Rel(DiV) = Number of true Predictions / Total Number of Predictions
The graph shows the time path of the Reliability for different DiV-classes:
We see that the prediction, that an only once-verified pattern will repeat for a second time was only true for slightly more than 50% of the cases. The reliability of twice verified patterns to was always higher than that. In general, reliability increases with higher DiV and the overall structure is very stable.
Therefore we can find emergent laws about the reliability of predictions for the used-cars-pricing problem as shown in the following table:
Relation | Div_Laws | Div_MetaLaws | TU_ot |
Rel > 0.5 | 1 | 8.125458 | 134217728 |
Rel > 0.5 | 2 | 19.761557 | 16777216 |
Rel > 0.6 | 4 | 4.823939 | 33554432 |
Rel > 0.7 | 8 | 9.302647 | 8388608 |
Rel > 0.9 | 16 | 3.909044 | 8388608 |
Rel > 0.95 | 32 | 4.712804 | 4194304 |
Rel > 0.95 | 64 | 6.695429 | 2097152 |
Rel > 0.99 | 128 | 3.721832 | 2097152 |
Rel > 0.99 | 256 | 10.843693 | 524288 |
Rel > 0.99 | 512 | 47.820816 | 65536 |
Rel > 0.999 | 1024 | 1.935173 | 524288 |
Rel > 0.999 | 2048 | 14.181244 | 32768 |
Rel > 0.999 | 4096 | 34.177246 | 2048 |
In the above table we can see for example the following meta-law: For each sequence of TU_ot=524288 predictions with laws of 128<DiVd<=256 the rate of true predictions was at least 99%.
We think that this conclusion is an example for the kind of reasoning that solves the epistemological induction problem:
Using the fact that a pattern was DiV-times verified we can conclude the empirical lower bound of the rate of correct predictions.

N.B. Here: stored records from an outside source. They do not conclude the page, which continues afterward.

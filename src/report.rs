//
// report.rs
// Dicom-Anonymizer-rs
//
// Renders the converted-study registry as a fixed-width summary table.
//
// Thales Matheus Mendonça Santos - November 2025

use std::fmt::Write as _;
use std::io;

use crate::registry::StudyRegistry;

const HEADERS: [&str; 3] = ["Accession Number", "Patient ID", "Patient Name"];

fn push_row(out: &mut String, accession: &str, patient_id: &str, patient_name: &str) {
    let _ = writeln!(out, "{:<16} {:<16} {}", accession, patient_id, patient_name);
}

/// Header, a dashed underline per column, then one row per study sorted by
/// patient ID and accession number.
pub fn render(registry: &StudyRegistry) -> String {
    let mut out = String::new();
    push_row(&mut out, HEADERS[0], HEADERS[1], HEADERS[2]);

    let dashes = HEADERS.map(|h| "-".repeat(h.len()));
    push_row(&mut out, &dashes[0], &dashes[1], &dashes[2]);

    for study in registry.sorted() {
        push_row(
            &mut out,
            &study.accession_number,
            &study.patient_id,
            &study.patient_name,
        );
    }
    out
}

/// Print the summary table unless `quiet` is set.
pub fn write_summary<W: io::Write>(
    out: &mut W,
    registry: &StudyRegistry,
    quiet: bool,
) -> io::Result<()> {
    if quiet {
        return Ok(());
    }
    out.write_all(render(registry).as_bytes())?;
    out.flush()
}

#[cfg(test)]
mod tests {
    use super::*;
    use crate::registry::ConvertedStudy;

    fn sample_registry() -> StudyRegistry {
        [
            ConvertedStudy::new("A2", "P2", "N2"),
            ConvertedStudy::new("A1", "P1", "N1"),
            ConvertedStudy::new("A1", "P3", "N3"),
        ]
        .into_iter()
        .collect()
    }

    #[test]
    fn table_has_header_dashes_and_sorted_rows() {
        let table = render(&sample_registry());
        let lines: Vec<_> = table.lines().collect();

        assert_eq!(
            lines,
            vec![
                "Accession Number Patient ID       Patient Name",
                "---------------- ----------       ------------",
                "A1               P1               N1",
                "A2               P2               N2",
                "A1               P3               N3",
            ]
        );
    }

    #[test]
    fn empty_registry_still_prints_headers() {
        let table = render(&StudyRegistry::new());
        assert_eq!(table.lines().count(), 2);
    }

    #[test]
    fn long_values_are_not_truncated() {
        let registry: StudyRegistry = [ConvertedStudy::new("ACCESSION-0123456789", "P", "N")]
            .into_iter()
            .collect();
        let table = render(&registry);
        assert!(table.contains("ACCESSION-0123456789 P                N"));
    }

    #[test]
    fn quiet_writes_nothing() {
        let mut buffer = Vec::new();
        write_summary(&mut buffer, &sample_registry(), true).expect("write");
        assert!(buffer.is_empty());

        write_summary(&mut buffer, &sample_registry(), false).expect("write");
        assert!(String::from_utf8(buffer).unwrap().starts_with("Accession Number"));
    }
}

Is this a universal, empirical result? Are we also able to find meta-laws for other prediction problems? The following graphs show the time-path of Rel(DiV) for different prediction problems in various domains ranging from natural sciences over business administration and social sciences to sports.

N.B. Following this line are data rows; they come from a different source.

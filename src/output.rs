//
// output.rs
// Dicom-Anonymizer-rs
//
// Decides where each anonymized file is written: back in place, or into an output directory named by SOP Instance UID.
//
// Thales Matheus Mendonça Santos - November 2025

use std::fs;
use std::path::{Component, Path, PathBuf};

use thiserror::Error;

use crate::dicom_access::{ElementAccess, SOP_INSTANCE_UID};

#[derive(Debug, Error)]
pub enum OutputError {
    #[error("Failed to create output directory {}", path.display())]
    CreateDirectory {
        path: PathBuf,
        #[source]
        source: std::io::Error,
    },

    #[error("{} has no SOPInstanceUID after anonymization", path.display())]
    MissingSopInstanceUid { path: PathBuf },

    #[error("SOPInstanceUID {uid:?} cannot be used as a file name")]
    UnsafeSopInstanceUid { uid: String },
}

#[derive(Debug, Clone, Default)]
pub struct OutputLayout {
    directory: Option<PathBuf>,
}

impl OutputLayout {
    /// Files are overwritten where they were found.
    pub fn in_place() -> Self {
        Self { directory: None }
    }

    /// Files are written to `directory` as `<SOPInstanceUID>.dcm`.
    pub fn into_directory(directory: impl Into<PathBuf>) -> Self {
        Self {
            directory: Some(directory.into()),
        }
    }

    pub fn directory(&self) -> Option<&Path> {
        self.directory.as_deref()
    }

    /// Create the output directory and its parents. Call once per run.
    pub fn prepare(&self) -> Result<(), OutputError> {
        if let Some(dir) = &self.directory {
            fs::create_dir_all(dir).map_err(|source| OutputError::CreateDirectory {
                path: dir.clone(),
                source,
            })?;
        }
        Ok(())
    }

    pub fn resolve<D: ElementAccess>(
        &self,
        original: &Path,
        dataset: &D,
    ) -> Result<PathBuf, OutputError> {
        let Some(dir) = &self.directory else {
            return Ok(original.to_path_buf());
        };

        let uid = dataset
            .element_str(SOP_INSTANCE_UID)
            .map(|uid| uid.trim_end_matches(['\0', ' ']).to_string())
            .filter(|uid| !uid.is_empty())
            .ok_or_else(|| OutputError::MissingSopInstanceUid {
                path: original.to_path_buf(),
            })?;

        let filename = format!("{}.dcm", uid);
        // Guard against path traversal: the name must be a single plain component.
        let mut components = Path::new(&filename).components();
        match (components.next(), components.next()) {
            (Some(Component::Normal(_)), None) => Ok(dir.join(filename)),
            _ => Err(OutputError::UnsafeSopInstanceUid { uid }),
        }
    }
}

AirQuality: Rel (DiV) for the prediction of 6 different variables of air-pollution | Lending Club: Rel (DiV) for the prediction of 3 different variables of performance of bank loans |
Crime: Rel (DiV) for the prediction of 18 different variables of crime in the US | Soccer: Rel (DiV) for the prediction of 6 different variables of soccer results in Europe |
The resulting meta-laws for the different domains are not identical but very similar:
DiV_Laws | AirQuality | Lending Club | Crime | Soccer |
1 | Rel > 0.5 | Rel > 0.5 | Rel > 0.5 | Rel > 0.5 |
2 | Rel > 0.6 | Rel > 0.6 | Rel > 0.6 | Rel > 0.5 |
4 | Rel > 0.7 | Rel > 0.7 | Rel > 0.7 | Rel > 0.6 |
8 | Rel > 0.8 | Rel > 0.8 | Rel > 0.8 | Rel > 0.7 |
16 | Rel > 0.8 | Rel > 0.9 | Rel > 0.8 | Rel > 0.8 |
32 | Rel > 0.9 | Rel > 0.95 | Rel > 0.9 | Rel > 0.95 |
64 | Rel > 0.95 | Rel > 0.99 | Rel > 0.9 | Rel > 0.99 |
128 | Rel > 0.95 | Rel > 0.99 | Rel > 0.95 | Rel > 0.99 |
256 | Rel > 0.99 | Rel > 0.999 | Rel > 0.99 | |
512 | Rel > 0.99 | Rel > 0.999 | Rel > 0.99 | |
1024 | Rel > 0.99 | Rel > 0.999 | Rel > 0.99 | |
2048 | Rel > 0.999 | Rel > 0.999 | ||
4096 | Rel > 0.999 | Rel > 0.999 |
Combining the results from all prediction problems analyzed so far, we found universal laws about the empirical lower limits of reliability. We can confidently state that universal emergent laws for lower limits of prediction performance exist across all our analyzed prediction problems in various domains.
Naturally, we do not claim that these laws are a metaphysical, eternal truth – they still can be empirically falsified in the future. But as we gained a lot of experience in using meta-laws instead of probability-based assumptions to guide our model-building processes, we can state that recursive utilization of emergent laws leads to convincing results.